Most people prefer to ignore the fact that all UT are simply failed attempts at achieving a true equal temperament. Physics is hard and bending physics fundamentals (pun intended) into a system that defies a simple approach results in various temperaments, some of which are close to ET, some are not.
When Bach wrote his Well Tempered Clavier he made a monumental statement, saying that each key signature can and should be played on the same instrument. Not to say that WTC was ever intended to be performed on one night, the intention is clear that any selection of P&Fs are to play on the same instrument with the same tuning.

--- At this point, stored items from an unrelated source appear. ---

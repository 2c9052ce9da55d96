//! Configuration loading from TOML files
//!
//! Config file is selected via:
//! 1. --config <path> command line argument
//! 2. CONFIG_FILE environment variable
//! 3. Default: config/dev.toml

use crate::services::target_inference::HitboxModel;
use anyhow::Context;
use serde::Deserialize;
use std::env;
use std::fs;
use std::path::{Path, PathBuf};
use std::time::Duration;

#[derive(Debug, Clone, Deserialize)]
pub struct DataConfig {
    /// Root of fetched artifacts (match_<id>/, event_window_<id>/)
    #[serde(default = "default_raw_dir")]
    pub raw_dir: String,
    /// Root of replay frame output
    #[serde(default = "default_processed_dir")]
    pub processed_dir: String,
}

impl Default for DataConfig {
    fn default() -> Self {
        Self { raw_dir: default_raw_dir(), processed_dir: default_processed_dir() }
    }
}

fn default_raw_dir() -> String {
    "data/raw".to_string()
}

fn default_processed_dir() -> String {
    "data/processed".to_string()
}

#[derive(Debug, Clone, Deserialize)]
pub struct DatabaseConfig {
    #[serde(default = "default_db_path")]
    pub path: String,
}

impl Default for DatabaseConfig {
    fn default() -> Self {
        Self { path: default_db_path() }
    }
}

fn default_db_path() -> String {
    "data/combat.db".to_string()
}

#[derive(Debug, Clone, Deserialize)]
pub struct ApiConfig {
    #[serde(default = "default_base_url")]
    pub base_url: String,
    /// Name of the environment variable holding the bearer token
    #[serde(default = "default_api_key_env")]
    pub api_key_env: String,
    #[serde(default = "default_timeout_secs")]
    pub timeout_secs: u64,
    #[serde(default = "default_max_attempts")]
    pub max_attempts: u32,
    #[serde(default = "default_base_delay_ms")]
    pub base_delay_ms: u64,
    #[serde(default = "default_max_delay_ms")]
    pub max_delay_ms: u64,
    /// Lookback for tournament discovery
    #[serde(default = "default_discovery_interval_secs")]
    pub discovery_interval_secs: u64,
}

impl Default for ApiConfig {
    fn default() -> Self {
        Self {
            base_url: default_base_url(),
            api_key_env: default_api_key_env(),
            timeout_secs: default_timeout_secs(),
            max_attempts: default_max_attempts(),
            base_delay_ms: default_base_delay_ms(),
            max_delay_ms: default_max_delay_ms(),
            discovery_interval_secs: default_discovery_interval_secs(),
        }
    }
}

fn default_base_url() -> String {
    "https://api.osirion.gg/fortnite/v1".to_string()
}

fn default_api_key_env() -> String {
    "API_KEY".to_string()
}

fn default_timeout_secs() -> u64 {
    30
}

fn default_max_attempts() -> u32 {
    5
}

fn default_base_delay_ms() -> u64 {
    500
}

fn default_max_delay_ms() -> u64 {
    30_000
}

fn default_discovery_interval_secs() -> u64 {
    2_592_000 // 30 days
}

#[derive(Debug, Clone, Deserialize)]
pub struct ReplayConfig {
    #[serde(default = "default_sample_hz")]
    pub sample_hz: u32,
    #[serde(default = "default_frames_per_chunk")]
    pub frames_per_chunk: usize,
}

impl Default for ReplayConfig {
    fn default() -> Self {
        Self { sample_hz: default_sample_hz(), frames_per_chunk: default_frames_per_chunk() }
    }
}

fn default_sample_hz() -> u32 {
    20
}

fn default_frames_per_chunk() -> usize {
    600 // 30s at 20Hz
}

#[derive(Debug, Clone, Deserialize)]
pub struct InferenceConfig {
    #[serde(default = "default_base_radius")]
    pub base_radius: f64,
    #[serde(default = "default_growth_per_m")]
    pub growth_per_m: f64,
    #[serde(default = "default_max_range")]
    pub max_range: f64,
}

impl Default for InferenceConfig {
    fn default() -> Self {
        Self {
            base_radius: default_base_radius(),
            growth_per_m: default_growth_per_m(),
            max_range: default_max_range(),
        }
    }
}

fn default_base_radius() -> f64 {
    HitboxModel::DEFAULT_BASE_RADIUS
}

fn default_growth_per_m() -> f64 {
    HitboxModel::DEFAULT_GROWTH_PER_M
}

fn default_max_range() -> f64 {
    HitboxModel::DEFAULT_MAX_RANGE
}

#[derive(Debug, Clone, Deserialize)]
pub struct PipelineConfig {
    /// A processing claim older than this may be taken over by another run
    #[serde(default = "default_stale_lock_secs")]
    pub stale_lock_secs: u64,
}

impl Default for PipelineConfig {
    fn default() -> Self {
        Self { stale_lock_secs: default_stale_lock_secs() }
    }
}

fn default_stale_lock_secs() -> u64 {
    21_600 // 6h
}

#[derive(Debug, Clone, Deserialize, Default)]
pub struct TomlConfig {
    #[serde(default)]
    pub data: DataConfig,
    #[serde(default)]
    pub database: DatabaseConfig,
    #[serde(default)]
    pub api: ApiConfig,
    #[serde(default)]
    pub replay: ReplayConfig,
    #[serde(default)]
    pub inference: InferenceConfig,
    #[serde(default)]
    pub pipeline: PipelineConfig,
}

/// Main configuration struct used throughout the application
#[derive(Debug, Clone)]
pub struct Config {
    raw_dir: PathBuf,
    processed_dir: PathBuf,
    db_path: PathBuf,
    api_base_url: String,
    api_key_env: String,
    api_timeout: Duration,
    fetch_max_attempts: u32,
    fetch_base_delay: Duration,
    fetch_max_delay: Duration,
    discovery_interval_secs: u64,
    sample_hz: u32,
    frames_per_chunk: usize,
    hitbox: HitboxModel,
    stale_lock_secs: u64,
    config_file: String,
}

impl Default for Config {
    fn default() -> Self {
        Self::from_toml(TomlConfig::default(), "default".to_string())
    }
}

impl Config {
    fn from_toml(toml_config: TomlConfig, config_file: String) -> Self {
        Self {
            raw_dir: PathBuf::from(toml_config.data.raw_dir),
            processed_dir: PathBuf::from(toml_config.data.processed_dir),
            db_path: PathBuf::from(toml_config.database.path),
            api_base_url: toml_config.api.base_url.trim_end_matches('/').to_string(),
            api_key_env: toml_config.api.api_key_env,
            api_timeout: Duration::from_secs(toml_config.api.timeout_secs),
            fetch_max_attempts: toml_config.api.max_attempts.max(1),
            fetch_base_delay: Duration::from_millis(toml_config.api.base_delay_ms),
            fetch_max_delay: Duration::from_millis(toml_config.api.max_delay_ms),
            discovery_interval_secs: toml_config.api.discovery_interval_secs,
            sample_hz: toml_config.replay.sample_hz.max(1),
            frames_per_chunk: toml_config.replay.frames_per_chunk.max(1),
            hitbox: HitboxModel {
                base_radius: toml_config.inference.base_radius,
                growth_per_m: toml_config.inference.growth_per_m,
                max_range: toml_config.inference.max_range,
            },
            stale_lock_secs: toml_config.pipeline.stale_lock_secs,
            config_file,
        }
    }

    /// Determine config file path from args or environment
    pub fn resolve_config_path(args: &[String]) -> String {
        for (i, arg) in args.iter().enumerate() {
            if arg == "--config" {
                if let Some(path) = args.get(i + 1) {
                    return path.clone();
                }
            }
            if let Some(path) = arg.strip_prefix("--config=") {
                return path.to_string();
            }
        }

        if let Ok(path) = env::var("CONFIG_FILE") {
            return path;
        }

        "config/dev.toml".to_string()
    }

    /// Load configuration from a TOML file
    pub fn from_file<P: AsRef<Path>>(path: P) -> anyhow::Result<Self> {
        let path = path.as_ref();
        let content = fs::read_to_string(path)
            .with_context(|| format!("Failed to read config file {}", path.display()))?;

        let toml_config: TomlConfig = toml::from_str(&content)
            .with_context(|| format!("Failed to parse config file {}", path.display()))?;

        Ok(Self::from_toml(toml_config, path.display().to_string()))
    }

    /// Load configuration from an explicit path, falling back to defaults
    pub fn load_from_path(path: &str) -> Self {
        match Self::from_file(path) {
            Ok(config) => config,
            Err(e) => {
                eprintln!("Warning: {:#}. Using defaults.", e);
                Self::default()
            }
        }
    }

    /// Load configuration - tries TOML file first, falls back to defaults
    pub fn load(args: &[String]) -> Self {
        Self::load_from_path(&Self::resolve_config_path(args))
    }

    /// Bearer token from the configured environment variable, if set
    pub fn api_key(&self) -> Option<String> {
        env::var(&self.api_key_env).ok().filter(|k| !k.is_empty())
    }

    pub fn raw_dir(&self) -> &Path {
        &self.raw_dir
    }

    pub fn processed_dir(&self) -> &Path {
        &self.processed_dir
    }

    pub fn db_path(&self) -> &Path {
        &self.db_path
    }

    pub fn api_base_url(&self) -> &str {
        &self.api_base_url
    }

    pub fn api_key_env(&self) -> &str {
        &self.api_key_env
    }

    pub fn api_timeout(&self) -> Duration {
        self.api_timeout
    }

    pub fn fetch_max_attempts(&self) -> u32 {
        self.fetch_max_attempts
    }

    pub fn fetch_base_delay(&self) -> Duration {
        self.fetch_base_delay
    }

    pub fn fetch_max_delay(&self) -> Duration {
        self.fetch_max_delay
    }

    pub fn discovery_interval_secs(&self) -> u64 {
        self.discovery_interval_secs
    }

    pub fn sample_hz(&self) -> u32 {
        self.sample_hz
    }

    pub fn frames_per_chunk(&self) -> usize {
        self.frames_per_chunk
    }

    pub fn hitbox(&self) -> HitboxModel {
        self.hitbox
    }

    pub fn stale_lock_secs(&self) -> u64 {
        self.stale_lock_secs
    }

    pub fn config_file(&self) -> &str {
        &self.config_file
    }

    /// Builder method for tests to redirect all on-disk state
    pub fn with_data_root(mut self, root: &Path) -> Self {
        self.raw_dir = root.join("raw");
        self.processed_dir = root.join("processed");
        self.db_path = root.join("combat.db");
        self
    }
}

Some concert technicians have fine tuned their approach to laying a temperament and adopting a progressive stretch individual to the inharmonicity of the piano in question. And I know a few technicians who will tell you that a temperament provided by TuneLab - with a knowledgeable initial calibration of a piano's characteristics - will sound beautiful e.g. in slowly decreasing beats of major thirds in a downward m achromatic scale.
The beauty in a tuning isn't in the temperament, it's in the unisons anyway. And you can only tune beautiful unisons when you can hear high harmonic partials i.e. playing F3 and actually listening to tuning A5/A6 beatless.
This is where any software so far cannot compete with a well trained tuner's ear. In term of temperament: Not so much.